US protectionist craze hasn’t done its economy any favours

It was during Bill Clinton’s 1992 presidential campaign that Jim Carville, his campaign strategist, stole the show with his immortal quip: “It’s the economy, stupid.”

Carville may have been right at the time. The US was, after all, struggling to recover from a recession, and the quip helped Clinton win the election. But, more often than not, economics and trade seem to play a small – even peripheral – role in election outcomes. That’s a pity, because much economic harm might otherwise have been avoided, and the present battle between Donald Trump and Kamala Harris seems set to be no exception.

In truth, neither Trump nor Harris have spent much time focused on economic issues. Inflation is an abiding concern, but as it slips back below 3 per cent, and as the long-predicted recession remains elusive, electoral attention could well be distracted elsewhere. But, when they have turned to trade and economics, many of their ideas seem at best mistaken and at worst potentially harmful.

Most worrying is what Maurice Obstfeld at the Peterson Institute recently called “a deep distrust of economic openness” – a bipartisan consensus that the open trade which has been nurtured by the US for the past seven decades is doing more harm than good to the nation.

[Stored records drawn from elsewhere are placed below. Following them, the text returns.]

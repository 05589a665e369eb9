//! Router configuration.
//!
//! Controls expert count, top-k selection and the noisy gating used while
//! training.

use serde::{Deserialize, Serialize};

use crate::error::{MoeError, MoeResult};

// ============================================================================
// DEFAULT FUNCTIONS
// ============================================================================

fn default_num_experts() -> usize {
    16
}

fn default_top_k() -> usize {
    4
}

fn default_noisy_gating() -> bool {
    true
}

fn default_noise_epsilon() -> f32 {
    0.01
}

fn default_load_balance_coef() -> f32 {
    1.0
}

// ============================================================================
// ROUTING CONFIG
// ============================================================================

/// Configuration for the noisy top-k router.
///
/// # Architecture
/// ```text
/// Summaries [B, D]
///        |
///        +--> [W_gate]  --> clean scores [B, E]
///        |
///        +--> [W_noise] --> softplus + epsilon --> noise scale [B, E]  (training only)
///        |
///        v
///   [Top-(k+1) Selection] --> softmax over top k --> weights [B, E] (<= k nonzero per row)
///        |
///        v
///   [Load] --> expected (normal CDF) or counted [E]
/// ```
#[derive(Debug, Clone, Serialize, Deserialize)]
pub struct RoutingConfig {
    /// Number of experts in the bank (E).
    /// Must be >= 1.
    /// Default: 16
    #[serde(default = "default_num_experts")]
    pub num_experts: usize,

    /// Number of experts each unit is routed to (k).
    /// Must satisfy 1 <= top_k <= num_experts.
    /// Default: 4
    #[serde(default = "default_top_k")]
    pub top_k: usize,

    /// Perturb gate scores with learned-scale Gaussian noise while training.
    /// Has no effect when `training == false`.
    /// Default: true
    #[serde(default = "default_noisy_gating")]
    pub noisy_gating: bool,

    /// Floor added to the softplus noise scale.
    /// Keeps the noise standard deviation strictly positive.
    /// Default: 0.01
    #[serde(default = "default_noise_epsilon")]
    pub noise_epsilon: f32,

    /// Multiplier applied to the importance + load penalty.
    /// Set to 0.0 to disable the auxiliary loss.
    /// Default: 1.0
    #[serde(default = "default_load_balance_coef")]
    pub load_balance_coef: f32,
}

impl Default for RoutingConfig {
    fn default() -> Self {
        Self {
            num_experts: default_num_experts(),
            top_k: default_top_k(),
            noisy_gating: default_noisy_gating(),
            noise_epsilon: default_noise_epsilon(),
            load_balance_coef: default_load_balance_coef(),
        }
    }
}

impl RoutingConfig {
    /// Create a config with the given expert count and top-k, other fields default.
    pub fn new(num_experts: usize, top_k: usize) -> Self {
        Self {
            num_experts,
            top_k,
            ..Default::default()
        }
    }

    /// Validate routing configuration values.
    ///
    /// # Errors
    /// Returns `MoeError::ConfigError` if:
    /// - num_experts == 0
    /// - top_k == 0 or top_k > num_experts
    /// - noise_epsilon <= 0 or is NaN
    /// - load_balance_coef < 0 or is NaN
    pub fn validate(&self) -> MoeResult<()> {
        if self.num_experts == 0 {
            return Err(MoeError::ConfigError {
                message: "num_experts must be > 0".to_string(),
            });
        }
        if self.top_k == 0 || self.top_k > self.num_experts {
            return Err(MoeError::ConfigError {
                message: format!(
                    "top_k must be in [1, {}], got {}",
                    self.num_experts, self.top_k
                ),
            });
        }
        if self.noise_epsilon <= 0.0 || self.noise_epsilon.is_nan() {
            return Err(MoeError::ConfigError {
                message: "noise_epsilon must be > 0 and not NaN".to_string(),
            });
        }
        if self.load_balance_coef < 0.0 || self.load_balance_coef.is_nan() {
            return Err(MoeError::ConfigError {
                message: "load_balance_coef must be >= 0 and not NaN".to_string(),
            });
        }
        Ok(())
    }

    /// Create inference configuration (deterministic, no noise).
    ///
    /// Returns config with:
    /// - noisy_gating = false
    /// - load_balance_coef = 0.0 (no auxiliary loss)
    pub fn for_inference() -> Self {
        Self {
            noisy_gating: false,
            load_balance_coef: 0.0,
            ..Default::default()
        }
    }

    /// Create training configuration (noisy gating, auxiliary loss on).
    pub fn for_training() -> Self {
        Self {
            noisy_gating: true,
            load_balance_coef: default_load_balance_coef(),
            ..Default::default()
        }
    }

    /// Check if this config routes deterministically.
    pub fn is_inference_mode(&self) -> bool {
        !self.noisy_gating
    }
}
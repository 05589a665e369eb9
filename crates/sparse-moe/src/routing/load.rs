//! Per-expert load estimates.
//!
//! The hard load counts routed units. The expected load is the smooth
//! alternative used while training with noisy gating: for each unit and
//! expert, the probability that the expert lands in the top k if the noise
//! were resampled, holding every other score fixed.

use tracing::trace;

use super::math::normal_cdf;

/// Expected number of units per expert under resampled gating noise.
///
/// For unit `b` with noisy top values `t_0 >= t_1 >= ... >= t_k`:
/// - an expert currently inside the top k (`noisy > t_k`) stays in if its
///   fresh score beats `t_k`;
/// - an expert currently outside must beat `t_{k-1}` to get in.
///
/// `P = Φ((clean - threshold) / noise_std)`, summed over the batch.
///
/// # Arguments
///
/// * `clean` - Clean scores [batch_size * num_experts]
/// * `noisy` - Noisy scores [batch_size * num_experts]
/// * `noise_std` - Per-entry noise standard deviation (> 0) [batch_size * num_experts]
/// * `top_values` - Descending best `m` noisy scores per row [batch_size * m], `m >= k + 1`
/// * `m` - Columns per row in `top_values`
/// * `top_k` - Experts per unit
pub fn expected_load(
    clean: &[f32],
    noisy: &[f32],
    noise_std: &[f32],
    top_values: &[f32],
    m: usize,
    num_experts: usize,
    top_k: usize,
) -> Vec<f32> {
    debug_assert!(m > top_k, "expected load needs the (k+1)-th score");

    let mut load = vec![0.0f64; num_experts];

    for (unit, tops) in top_values.chunks_exact(m).enumerate() {
        let threshold_if_in = tops[top_k];
        let threshold_if_out = tops[top_k - 1];
        let offset = unit * num_experts;

        for (expert, acc) in load.iter_mut().enumerate() {
            let i = offset + expert;
            let is_in = noisy[i] > threshold_if_in;
            let threshold = if is_in {
                threshold_if_in
            } else {
                threshold_if_out
            };
            let z = (f64::from(clean[i]) - f64::from(threshold)) / f64::from(noise_std[i]);
            *acc += normal_cdf(z);
        }
    }

    trace!(?load, "expected load");
    load.into_iter().map(|x| x as f32).collect()
}
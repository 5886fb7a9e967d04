//! API Module
//!
//! HTTP handlers and routing for the caching database service.
//!
//! # Endpoints
//! - `GET|POST|PATCH|DELETE /db/*path` - Realtime database access
//! - `GET /cache/keys` - List cached paths
//! - `DELETE /cache` - Drop all cached reads
//! - `GET /stats` - Cache statistics
//! - `GET /health` - Health check endpoint

pub mod handlers;
pub mod routes;

pub use handlers::*;
pub use routes::create_router;
//! Response DTOs for the service API
//!
//! Defines the structure of outgoing HTTP response bodies.

use serde::Serialize;
use serde_json::Value;

use crate::cache::CacheStats;

/// Response body for a database read (GET /db/*path)
#[derive(Debug, Clone, Serialize)]
pub struct ReadResponse {
    /// Normalized database path
    pub path: String,
    /// Data stored at the path, `null` if none
    pub data: Value,
}

impl ReadResponse {
    pub fn new(path: impl Into<String>, data: Value) -> Self {
        Self {
            path: path.into(),
            data,
        }
    }
}

/// Response body for a push (POST /db/*path)
#[derive(Debug, Clone, Serialize)]
pub struct PushResponse {
    /// Parent path the child was pushed under
    pub path: String,
    /// Generated child key
    pub name: String,
}

impl PushResponse {
    pub fn new(path: impl Into<String>, name: impl Into<String>) -> Self {
        Self {
            path: path.into(),
            name: name.into(),
        }
    }
}

/// Response body for a merge update (PATCH /db/*path)
#[derive(Debug, Clone, Serialize)]
pub struct UpdateResponse {
    /// Success message
    pub message: String,
    /// The path that was updated
    pub path: String,
}

impl UpdateResponse {
    pub fn new(path: impl Into<String>) -> Self {
        let path = path.into();
        Self {
            message: format!("Path '{}' updated successfully", path),
            path,
        }
    }
}

/// Response body for a delete (DELETE /db/*path)
#[derive(Debug, Clone, Serialize)]
pub struct DeleteResponse {
    /// Success message
    pub message: String,
    /// The path that was deleted
    pub path: String,
}

impl DeleteResponse {
    pub fn new(path: impl Into<String>) -> Self {
        let path = path.into();
        Self {
            message: format!("Path '{}' deleted successfully", path),
            path,
        }
    }
}

/// Response body for the stats endpoint (GET /stats)
#[derive(Debug, Clone, Serialize)]
pub struct StatsResponse {
    /// Number of reads served from the cache
    pub hits: u64,
    /// Number of reads that went to the database
    pub misses: u64,
    /// Number of entries evicted by the size bound
    pub evictions: u64,
    /// Number of entries dropped for being stale
    pub expirations: u64,
    /// Current number of entries in cache
    pub total_entries: usize,
    /// Hit rate (hits / (hits + misses))
    pub hit_rate: f64,
    /// Configured size bound
    pub max_size: usize,
    /// Configured freshness window in seconds
    pub ttl_secs: f64,
}

impl StatsResponse {
    /// Creates a new StatsResponse from cache statistics and options
    pub fn new(stats: &CacheStats, max_size: usize, ttl_secs: f64) -> Self {
        Self {
            hits: stats.hits,
            misses: stats.misses,
            evictions: stats.evictions,
            expirations: stats.expirations,
            total_entries: stats.total_entries,
            hit_rate: stats.hit_rate(),
            max_size,
            ttl_secs,
        }
    }
}

/// Response body for cache introspection (GET /cache/keys)
#[derive(Debug, Clone, Serialize)]
pub struct KeysResponse {
    /// Cached database paths, oldest first
    pub keys: Vec<String>,
}

/// Response body for clearing the cache (DELETE /cache)
#[derive(Debug, Clone, Serialize)]
pub struct ClearResponse {
    /// Number of cached entries dropped
    pub removed: usize,
}

/// Response body for the health endpoint (GET /health)
#[derive(Debug, Clone, Serialize)]
pub struct HealthResponse {
    /// Health status (e.g., "healthy")
    pub status: String,
    /// Current timestamp in ISO 8601 format
    pub timestamp: String,
}

impl HealthResponse {
    /// Creates a new HealthResponse with current timestamp
    pub fn healthy() -> Self {
        Self {
            status: "healthy".to_string(),
            timestamp: chrono::Utc::now().to_rfc3339(),
        }
    }
}

/// Error response body for all error conditions
#[derive(Debug, Clone, Serialize)]
pub struct ErrorResponse {
    /// Error message describing what went wrong
    pub error: String,
}

impl ErrorResponse {
    pub fn new(error: impl Into<String>) -> Self {
        Self {
            error: error.into(),
        }
    }
}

Trade liberalisation is no longer recognised as a massive contributor to economic growth and poverty reduction worldwide, but perceived as a net negative that is harming US manufacturers and workers, as well as the country’s best interests.

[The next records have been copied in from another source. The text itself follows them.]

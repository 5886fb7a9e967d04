//! Error types for the memoizing cache and its database adapter
//!
//! Provides unified error handling using thiserror.

use axum::{
    http::StatusCode,
    response::{IntoResponse, Response},
    Json,
};
use thiserror::Error;

use crate::models::ErrorResponse;

// == Cache Error Enum ==
/// Unified error type for the cache, the memoizer and the database adapter.
#[derive(Error, Debug)]
pub enum CacheError {
    /// An argument of a memoized call could not be turned into a cache key
    #[error("Argument of `{function}` is not hashable: {reason}")]
    UnhashableArgument {
        function: &'static str,
        reason: String,
    },

    /// Construction-time option out of range
    #[error("Invalid configuration: {0}")]
    InvalidConfig(String),

    /// Invalid request data
    #[error("Invalid request: {0}")]
    InvalidRequest(String),

    /// Requested data does not exist
    #[error("Not found: {0}")]
    NotFound(String),

    /// Write rejected because an equal child already exists
    #[error("Conflict: {0}")]
    Conflict(String),

    /// Transport failure talking to the realtime database
    #[error("Database request failed: {0}")]
    Database(#[from] reqwest::Error),

    /// The realtime database answered with a non-success status
    #[error("Database returned {status}: {message}")]
    Upstream { status: u16, message: String },
}

// == IntoResponse Implementation ==
impl IntoResponse for CacheError {
    fn into_response(self) -> Response {
        let status = match &self {
            CacheError::UnhashableArgument { .. } => StatusCode::BAD_REQUEST,
            CacheError::InvalidConfig(_) => StatusCode::INTERNAL_SERVER_ERROR,
            CacheError::InvalidRequest(_) => StatusCode::BAD_REQUEST,
            CacheError::NotFound(_) => StatusCode::NOT_FOUND,
            CacheError::Conflict(_) => StatusCode::CONFLICT,
            CacheError::Database(_) => StatusCode::BAD_GATEWAY,
            CacheError::Upstream { .. } => StatusCode::BAD_GATEWAY,
        };

        let body = Json(ErrorResponse::new(self.to_string()));

        (status, body).into_response()
    }
}

// == Result Type Alias ==
/// Convenience Result type for the crate.
pub type Result<T> = std::result::Result<T, CacheError>;

#[cfg(test)]
mod tests {
    use super::*;

    #[test]
    fn test_status_mapping() {
        let cases = [
            (
                CacheError::UnhashableArgument {
                    function: "read",
                    reason: "key must be a string".to_string(),
                },
                StatusCode::BAD_REQUEST,
            ),
            (CacheError::NotFound("x".into()), StatusCode::NOT_FOUND),
            (CacheError::Conflict("x".into()), StatusCode::CONFLICT),
            (
                CacheError::Upstream {
                    status: 401,
                    message: "Permission denied".into(),
                },
                StatusCode::BAD_GATEWAY,
            ),
        ];

        for (err, expected) in cases {
            assert_eq!(err.into_response().status(), expected);
        }
    }

    #[test]
    fn test_unhashable_message_names_function() {
        let err = CacheError::UnhashableArgument {
            function: "factorial",
            reason: "key must be a string".to_string(),
        };
        assert!(err.to_string().contains("factorial"));
    }
}
//! Cache Store Module
//!
//! Bounded key-value storage combining HashMap lookup with FIFO ordering and
//! TTL-based purging.

use std::borrow::Borrow;
use std::collections::HashMap;
use std::fmt;
use std::hash::Hash;
use std::sync::Arc;
use std::time::{Duration, Instant};

use tracing::{debug, debug_span, trace, Span};

use crate::cache::{CacheEntry, CacheStats, Clock, FifoTracker, MonotonicClock};
use crate::config::CacheConfig;
use crate::error::{CacheError, Result};

// == TTL Cache ==
/// Bounded, expiring key-value store.
///
/// `get` is a raw lookup and never checks freshness; callers that care about
/// staleness compare the entry age against [`TtlCache::ttl`] themselves (see
/// [`crate::memo::Memoizer`]). Stale entries are purged from the front of the
/// insertion order on every [`TtlCache::add`] and by [`TtlCache::expire`].
#[derive(Debug)]
pub struct TtlCache<K, V> {
    /// Key-value storage
    entries: HashMap<K, CacheEntry<V>>,
    /// Insertion order tracker
    order: FifoTracker<K>,
    /// Eviction and expiration counters
    stats: CacheStats,
    /// Maximum number of live entries
    max_size: usize,
    /// Freshness window
    ttl: Duration,
    clock: Arc<dyn Clock>,
    span: Span,
}

impl<K, V> TtlCache<K, V>
where
    K: Eq + Hash + Clone + fmt::Debug,
{
    // == Constructor ==
    /// Creates a cache holding at most `max_size` entries, each fresh for `ttl`.
    ///
    /// Fails with [`CacheError::InvalidConfig`] when `max_size` is zero.
    pub fn new(max_size: usize, ttl: Duration) -> Result<Self> {
        if max_size == 0 {
            return Err(CacheError::InvalidConfig(
                "max_size must be a positive integer".to_string(),
            ));
        }

        Ok(Self {
            entries: HashMap::new(),
            order: FifoTracker::new(),
            stats: CacheStats::new(),
            max_size,
            ttl,
            clock: Arc::new(MonotonicClock),
            span: debug_span!("ttl_cache", max_size, ttl_ms = ttl.as_millis() as u64),
        })
    }

    /// Creates a cache from construction-time options.
    pub fn from_config(config: &CacheConfig) -> Result<Self> {
        Self::new(config.max_size, config.ttl)
    }

    /// Replaces the time source.
    pub fn with_clock(mut self, clock: Arc<dyn Clock>) -> Self {
        self.clock = clock;
        self
    }

    /// Replaces the span every log event of this cache is emitted in.
    pub fn with_span(mut self, span: Span) -> Self {
        self.span = span;
        self
    }

    // == Add ==
    /// Inserts or overwrites `key` stamped with the current time.
    ///
    /// An overwrite counts as a new insertion and moves the key to the back of
    /// the eviction order. Stale entries are purged first; if the bound is
    /// still exceeded afterwards, the oldest-inserted entry is evicted whether
    /// or not it is expired.
    pub fn add(&mut self, key: K, value: V) {
        let span = self.span.clone();
        let _guard = span.enter();

        let now = self.clock.now();
        self.purge_expired(now);

        if let Some(previous) = self.entries.remove(&key) {
            self.order.remove(previous.seq);
        }

        let seq = self.order.push(key.clone());
        debug!(?key, seq, "Adding entry to cache");
        self.entries.insert(key, CacheEntry::new(value, now, seq));

        while self.entries.len() > self.max_size {
            if !self.evict_oldest() {
                break;
            }
        }

        self.stats.set_total_entries(self.entries.len());
    }

    // == Get ==
    /// Returns the stored value, fresh or not.
    ///
    /// `None` means the key is unknown; a cached `None` comes back as
    /// `Some(&None)`.
    pub fn get<Q>(&self, key: &Q) -> Option<&V>
    where
        K: Borrow<Q>,
        Q: Hash + Eq + fmt::Debug + ?Sized,
    {
        self.get_entry(key).map(|entry| &entry.value)
    }

    /// Returns the stored entry with its insertion metadata.
    pub fn get_entry<Q>(&self, key: &Q) -> Option<&CacheEntry<V>>
    where
        K: Borrow<Q>,
        Q: Hash + Eq + fmt::Debug + ?Sized,
    {
        let entry = self.entries.get(key);
        self.span.in_scope(|| trace!(?key, found = entry.is_some(), "Cache lookup"));
        entry
    }

    pub fn contains_key<Q>(&self, key: &Q) -> bool
    where
        K: Borrow<Q>,
        Q: Hash + Eq + ?Sized,
    {
        self.entries.contains_key(key)
    }

    // == Delete ==
    /// Removes `key` and returns its value. Unknown keys are a no-op.
    pub fn delete<Q>(&mut self, key: &Q) -> Option<V>
    where
        K: Borrow<Q>,
        Q: Hash + Eq + ?Sized,
    {
        let entry = self.entries.remove(key)?;
        self.order.remove(entry.seq);
        self.stats.set_total_entries(self.entries.len());
        Some(entry.value)
    }

    // == Retain ==
    /// Keeps only the entries for which `keep` returns true.
    ///
    /// Returns the number of entries removed.
    pub fn retain<F>(&mut self, mut keep: F) -> usize
    where
        F: FnMut(&K, &V) -> bool,
    {
        let doomed: Vec<(u64, K)> = self
            .entries
            .iter()
            .filter(|(key, entry)| !keep(key, &entry.value))
            .map(|(key, entry)| (entry.seq, key.clone()))
            .collect();

        for (seq, key) in &doomed {
            self.entries.remove(key);
            self.order.remove(*seq);
        }

        self.stats.set_total_entries(self.entries.len());
        doomed.len()
    }

    // == Expire ==
    /// Removes every stale entry.
    ///
    /// Returns the number of entries removed.
    pub fn expire(&mut self) -> usize {
        let span = self.span.clone();
        let _guard = span.enter();

        let now = self.clock.now();
        let removed = self.purge_expired(now);
        self.stats.set_total_entries(self.entries.len());
        removed
    }

    // == Clear ==
    /// Drops all entries. Returns how many there were.
    pub fn clear(&mut self) -> usize {
        let count = self.entries.len();
        self.entries.clear();
        self.order.clear();
        self.stats.set_total_entries(0);
        count
    }

    // == Introspection ==
    /// Keys from oldest to newest insertion.
    pub fn keys(&self) -> impl Iterator<Item = &K> + '_ {
        self.order.iter()
    }

    /// Values in the same order as [`TtlCache::keys`].
    pub fn values(&self) -> impl Iterator<Item = &V> + '_ {
        self.iter().map(|(_, value)| value)
    }

    /// Key-value pairs from oldest to newest insertion.
    pub fn iter(&self) -> impl Iterator<Item = (&K, &V)> + '_ {
        self.order
            .iter()
            .filter_map(|key| self.entries.get(key).map(|entry| (key, &entry.value)))
    }

    pub fn len(&self) -> usize {
        self.entries.len()
    }

    pub fn is_empty(&self) -> bool {
        self.entries.is_empty()
    }

    pub fn max_size(&self) -> usize {
        self.max_size
    }

    pub fn ttl(&self) -> Duration {
        self.ttl
    }

    /// Current time according to this cache's clock.
    pub fn now(&self) -> Instant {
        self.clock.now()
    }

    pub fn span(&self) -> &Span {
        &self.span
    }

    /// Returns current eviction/expiration statistics.
    pub fn stats(&self) -> CacheStats {
        let mut stats = self.stats.clone();
        stats.set_total_entries(self.entries.len());
        stats
    }

    pub(crate) fn stats_mut(&mut self) -> &mut CacheStats {
        &mut self.stats
    }

    // == Internals ==
    /// Pops stale entries off the front of the insertion order.
    ///
    /// Insertion timestamps never decrease along the order, so the first fresh
    /// entry ends the scan.
    fn purge_expired(&mut self, now: Instant) -> usize {
        let mut removed = 0;

        while let Some((seq, key)) = self.order.peek_oldest() {
            let expired = match self.entries.get(key) {
                Some(entry) => entry.is_expired(now, self.ttl),
                None => true,
            };
            if !expired {
                break;
            }

            if let Some(key) = self.order.remove(seq) {
                if self.entries.remove(&key).is_some() {
                    debug!(?key, "Expired entry purged");
                    removed += 1;
                }
            }
        }

        self.stats.record_expirations(removed);
        removed
    }

    fn evict_oldest(&mut self) -> bool {
        match self.order.pop_oldest() {
            Some((_, key)) => {
                self.entries.remove(&key);
                self.stats.record_eviction();
                debug!(?key, max_size = self.max_size, "Evicted oldest entry");
                true
            }
            None => false,
        }
    }
}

Trump and his trade adviser Robert Lighthizer promise that, if returned to power, they would double down on the tariff protections launched in 2018 and then mainly targeted at China. Meanwhile, Democrats around President Joe Biden and his aspiring heir Harris are rallying to protect US workers and rebuild America as a manufacturing superpower – even though the impact is likely in net terms to be negative.

As a Carnegie Endowment paper published in May concluded, “irrespective of whether prioritising manufacturing optimises American economic growth, there is strong political support for doing so.”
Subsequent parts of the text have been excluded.